I've been impressed by some the discussions on HN so I'll share this with you,
let's see what you think.

First of all, this is cleary fraud and those responsible should punished
harshly. The whole concept of Libor is also flawed, mainly because it's not
based on actual transactions and so is sensitive to manipulations like these.

Now having said that, let's make a couple of things clear:

1\. $300 trillion is not the amount of money that has been 'stolen'. If the
total amount by which the rate was skewed from what it would otherwise have
been was 0.01% (which probably isn't wide of the mark) then it's $30 billion
per year. A lot of money still, for sure.

2\. $300 trillion doesn't mean what you thin it means. This assumes that one
group of people 'loaned' another distinct group of people $300 trillion. But
this isn't what happens, the number doesn't take into account that vast
majority of these 'loans' are netted against each other. So at any given time
the total amount 'lent' is a relatively small proportion of that, say $1
trillion (I think this is roughly true). So I think a better estimate of what
was 'stolen' was about $100 million per year, within an order of magnitude.

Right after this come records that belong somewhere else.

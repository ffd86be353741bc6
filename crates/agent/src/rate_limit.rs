//! Per-client fixed-window rate governor.
//!
//! Every identity gets `limit` requests per window. The window opens on the
//! identity's first request and closes at a fixed instant; requests after that
//! instant open a fresh window. Rejected requests never move the reset time.

use std::collections::HashMap;
use std::sync::Mutex;

use chrono::{DateTime, TimeDelta, Utc};
use tracing::debug;

/// The key requests are counted under.
///
/// Derived from the first entry of `X-Forwarded-For`. Requests without that
/// header all share the [`ClientIdentity::UNKNOWN`] bucket, so anonymous
/// clients compete for one budget. That degraded fairness is intentional:
/// the alternative is no limit at all for clients that hide their origin.
#[derive(Debug, Clone, PartialEq, Eq, Hash)]
pub struct ClientIdentity(String);

impl ClientIdentity {
    pub const UNKNOWN: &'static str = "unknown";

    /// Identity from a raw `X-Forwarded-For` value: its first comma-separated
    /// entry, trimmed. Missing or blank values map to the shared bucket.
    pub fn from_forwarded_for(header: Option<&str>) -> Self {
        header
            .and_then(|v| v.split(',').next())
            .map(str::trim)
            .filter(|ip| !ip.is_empty())
            .map(|ip| Self(ip.to_string()))
            .unwrap_or_else(Self::unknown)
    }

    pub fn unknown() -> Self {
        Self(Self::UNKNOWN.to_string())
    }

    pub fn new(key: impl Into<String>) -> Self {
        Self(key.into())
    }

    pub fn as_str(&self) -> &str {
        &self.0
    }

    pub fn is_unknown(&self) -> bool {
        self.0 == Self::UNKNOWN
    }
}

impl std::fmt::Display for ClientIdentity {
    fn fmt(&self, f: &mut std::fmt::Formatter<'_>) -> std::fmt::Result {
        f.write_str(&self.0)
    }
}

/// The outcome of one admission check.
#[derive(Debug, Clone, Copy, PartialEq, Eq)]
pub struct Admission {
    pub allowed: bool,
    /// Requests left in the current window (0 when rejected)
    pub remaining: u32,
    pub limit: u32,
    /// When the current window closes
    pub reset_at: DateTime<Utc>,
}

impl Admission {
    /// Whole seconds until the window closes, rounded up, never below 1.
    pub fn retry_after_secs(&self, now: DateTime<Utc>) -> u64 {
        let millis = (self.reset_at - now).num_milliseconds();
        if millis <= 0 {
            1
        } else {
            ((millis as u64) + 999) / 1000
        }
    }

    pub fn reset_epoch_millis(&self) -> i64 {
        self.reset_at.timestamp_millis()
    }
}

#[derive(Debug, Clone, Copy)]
struct RateWindowRecord {
    count: u32,
    window_reset_at: DateTime<Utc>,
}

/// Fixed-window request counter shared by all request handlers.
///
/// One mutex guards the whole map, so the read-modify-write for an identity
/// is atomic: two concurrent requests can never both take the last slot.
/// The lock is never held across an `.await`.
pub struct RateGovernor {
    limit: u32,
    window: TimeDelta,
    max_tracked: usize,
    records: Mutex<HashMap<String, RateWindowRecord>>,
}

impl RateGovernor {
    pub const DEFAULT_LIMIT: u32 = 20;
    pub const DEFAULT_WINDOW_MS: u64 = 60_000;

    pub fn new(limit: u32, window_ms: u64) -> Self {
        Self {
            limit,
            window: TimeDelta::milliseconds(i64::try_from(window_ms).unwrap_or(i64::MAX)),
            max_tracked: 10_000,
            records: Mutex::new(HashMap::new()),
        }
    }

    pub fn from_config(config: &outly_config::RateLimitConfig) -> Self {
        Self::new(config.limit, config.window_ms).with_max_tracked(config.max_tracked_identities)
    }

    /// Map size at which admitting a new identity first sweeps expired windows.
    pub fn with_max_tracked(mut self, max_tracked: usize) -> Self {
        self.max_tracked = max_tracked.max(1);
        self
    }

    pub fn limit(&self) -> u32 {
        self.limit
    }

    /// Admit or reject a request from `identity` now.
    pub fn admit(&self, identity: &ClientIdentity) -> Admission {
        self.admit_at(identity, Utc::now())
    }

    /// Admit or reject a request from `identity` at `now`.
    pub fn admit_at(&self, identity: &ClientIdentity, now: DateTime<Utc>) -> Admission {
        let mut records = self.records.lock().unwrap_or_else(|e| e.into_inner());

        if records.len() >= self.max_tracked && !records.contains_key(identity.as_str()) {
            let before = records.len();
            records.retain(|_, r| now <= r.window_reset_at);
            debug!(evicted = before - records.len(), "Swept expired rate windows inline");
        }

        match records.get_mut(identity.as_str()) {
            Some(record) if now <= record.window_reset_at => {
                if record.count >= self.limit {
                    return Admission {
                        allowed: false,
                        remaining: 0,
                        limit: self.limit,
                        reset_at: record.window_reset_at,
                    };
                }
                record.count += 1;
                Admission {
                    allowed: true,
                    remaining: self.limit - record.count,
                    limit: self.limit,
                    reset_at: record.window_reset_at,
                }
            }
            _ => {
                let window_reset_at = now.checked_add_signed(self.window).unwrap_or(DateTime::<Utc>::MAX_UTC);
                records.insert(
                    identity.as_str().to_string(),
                    RateWindowRecord {
                        count: 1,
                        window_reset_at,
                    },
                );
                Admission {
                    allowed: true,
                    remaining: self.limit.saturating_sub(1),
                    limit: self.limit,
                    reset_at: window_reset_at,
                }
            }
        }
    }

    /// Drop every record whose window closed before `now`. Returns how many.
    pub fn sweep_expired(&self, now: DateTime<Utc>) -> usize {
        let mut records = self.records.lock().unwrap_or_else(|e| e.into_inner());
        let before = records.len();
        records.retain(|_, r| now <= r.window_reset_at);
        before - records.len()
    }

    /// Number of identities currently tracked.
    pub fn tracked(&self) -> usize {
        self.records.lock().unwrap_or_else(|e| e.into_inner()).len()
    }
}

impl Default for RateGovernor {
    fn default() -> Self {
        Self::new(Self::DEFAULT_LIMIT, Self::DEFAULT_WINDOW_MS)
    }
}

#[cfg(test)]
mod tests {
    use super::*;
    use std::sync::Arc;

    fn t0() -> DateTime<Utc> {
        DateTime::from_timestamp_millis(1_760_000_000_000).unwrap()
    }

    fn ms(n: i64) -> TimeDelta {
        TimeDelta::milliseconds(n)
    }

    #[test]
    fn counts_down_then_rejects() {
        let governor = RateGovernor::default();
        let id = ClientIdentity::new("203.0.113.7");

        for expected in (0..20).rev() {
            let a = governor.admit_at(&id, t0() + ms(10));
            assert!(a.allowed);
            assert_eq!(a.remaining, expected);
        }

        let rejected = governor.admit_at(&id, t0() + ms(20));
        assert!(!rejected.allowed);
        assert_eq!(rejected.remaining, 0);
    }

    #[test]
    fn rejection_never_extends_window() {
        let governor = RateGovernor::new(2, 60_000);
        let id = ClientIdentity::new("a");

        let opened = governor.admit_at(&id, t0());
        governor.admit_at(&id, t0() + ms(1_000));
        for i in 0..5 {
            let rejected = governor.admit_at(&id, t0() + ms(30_000 + i * 1_000));
            assert!(!rejected.allowed);
            assert_eq!(rejected.reset_at, opened.reset_at);
        }
    }

    #[test]
    fn request_after_reset_opens_fresh_window() {
        let governor = RateGovernor::new(2, 60_000);
        let id = ClientIdentity::new("a");

        let opened = governor.admit_at(&id, t0());
        governor.admit_at(&id, t0());
        assert!(!governor.admit_at(&id, t0() + ms(60_000)).allowed);

        let fresh = governor.admit_at(&id, t0() + ms(60_001));
        assert!(fresh.allowed);
        assert_eq!(fresh.remaining, 1);
        assert_eq!(fresh.reset_at, t0() + ms(60_001) + ms(60_000));
        assert_ne!(fresh.reset_at, opened.reset_at);
    }

    #[test]
    fn identities_are_independent() {
        let governor = RateGovernor::new(1, 60_000);
        assert!(governor.admit_at(&ClientIdentity::new("a"), t0()).allowed);
        assert!(!governor.admit_at(&ClientIdentity::new("a"), t0()).allowed);
        assert!(governor.admit_at(&ClientIdentity::new("b"), t0()).allowed);
    }

    #[test]
    fn unknown_clients_share_a_bucket() {
        let governor = RateGovernor::new(1, 60_000);
        let first = ClientIdentity::from_forwarded_for(None);
        let second = ClientIdentity::from_forwarded_for(Some("  "));
        assert!(first.is_unknown() && second.is_unknown());
        assert!(governor.admit_at(&first, t0()).allowed);
        assert!(!governor.admit_at(&second, t0()).allowed);
    }

    #[test]
    fn identity_uses_first_forwarded_entry() {
        let id = ClientIdentity::from_forwarded_for(Some("198.51.100.4, 10.0.0.1, 10.0.0.2"));
        assert_eq!(id.as_str(), "198.51.100.4");
    }

    #[test]
    fn huge_window_saturates_instead_of_overflowing() {
        let governor = RateGovernor::new(2, u64::MAX);
        let id = ClientIdentity::new("192.0.2.44");

        let first = governor.admit_at(&id, t0());
        assert!(first.allowed);
        assert_eq!(first.reset_at, DateTime::<Utc>::MAX_UTC);

        assert!(governor.admit_at(&id, t0() + ms(1)).allowed);
        let rejected = governor.admit_at(&id, t0() + ms(2));
        assert!(!rejected.allowed);
        assert!(rejected.retry_after_secs(t0()) > 1);
    }

    #[test]
    fn retry_after_rounds_up() {
        let a = Admission {
            allowed: false,
            remaining: 0,
            limit: 20,
            reset_at: t0() + ms(1_500),
        };
        assert_eq!(a.retry_after_secs(t0()), 2);
        assert_eq!(a.retry_after_secs(t0() + ms(1_500)), 1);
        assert_eq!(a.retry_after_secs(t0() + ms(9_000)), 1);
        assert_eq!(a.reset_epoch_millis(), 1_760_000_001_500);
    }

    #[test]
    fn sweep_drops_only_expired_windows() {
        let governor = RateGovernor::new(5, 1_000);
        governor.admit_at(&ClientIdentity::new("old"), t0());
        governor.admit_at(&ClientIdentity::new("new"), t0() + ms(900));

        assert_eq!(governor.sweep_expired(t0() + ms(1_500)), 1);
        assert_eq!(governor.tracked(), 1);
    }

    #[test]
    fn full_map_sweeps_before_inserting() {
        let governor = RateGovernor::new(5, 1_000).with_max_tracked(2);
        governor.admit_at(&ClientIdentity::new("a"), t0());
        governor.admit_at(&ClientIdentity::new("b"), t0());

        governor.admit_at(&ClientIdentity::new("c"), t0() + ms(2_000));
        assert_eq!(governor.tracked(), 1);
    }

    #[test]
    fn concurrent_callers_never_exceed_limit() {
        let governor = Arc::new(RateGovernor::new(10, 60_000));
        let now = t0();

        let handles: Vec<_> = (0..8)
            .map(|_| {
                let governor = governor.clone();
                std::thread::spawn(move || {
                    (0..5)
                        .filter(|_| governor.admit_at(&ClientIdentity::new("shared"), now).allowed)
                        .count()
                })
            })
            .collect();

        let admitted: usize = handles.into_iter().map(|h| h.join().unwrap()).sum();
        assert_eq!(admitted, 10);
    }
}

3\. It's not clear who stole this from whom. There are two main types of
manipulation that have been reported:

a) Individual traders or desks manipulated submissions for personal gain. It's
not clear that this actually skewed the rates in any particular direction over
time, they might have increased one week and decreased the next (and so
traders were perhaps paid higher bonuses for one year). In this case one
trading desk or trader 'stole' from another trader or trading desk, perhaps
even within the same firm.

b) During the recent crisis, the industry as a whole submitted Libor rates
that were lower than the otherwise should have been, because they didn't want
to look weak (and we know what happened to those who looked weak). This would
have benefitted borrowers at the expense of lenders.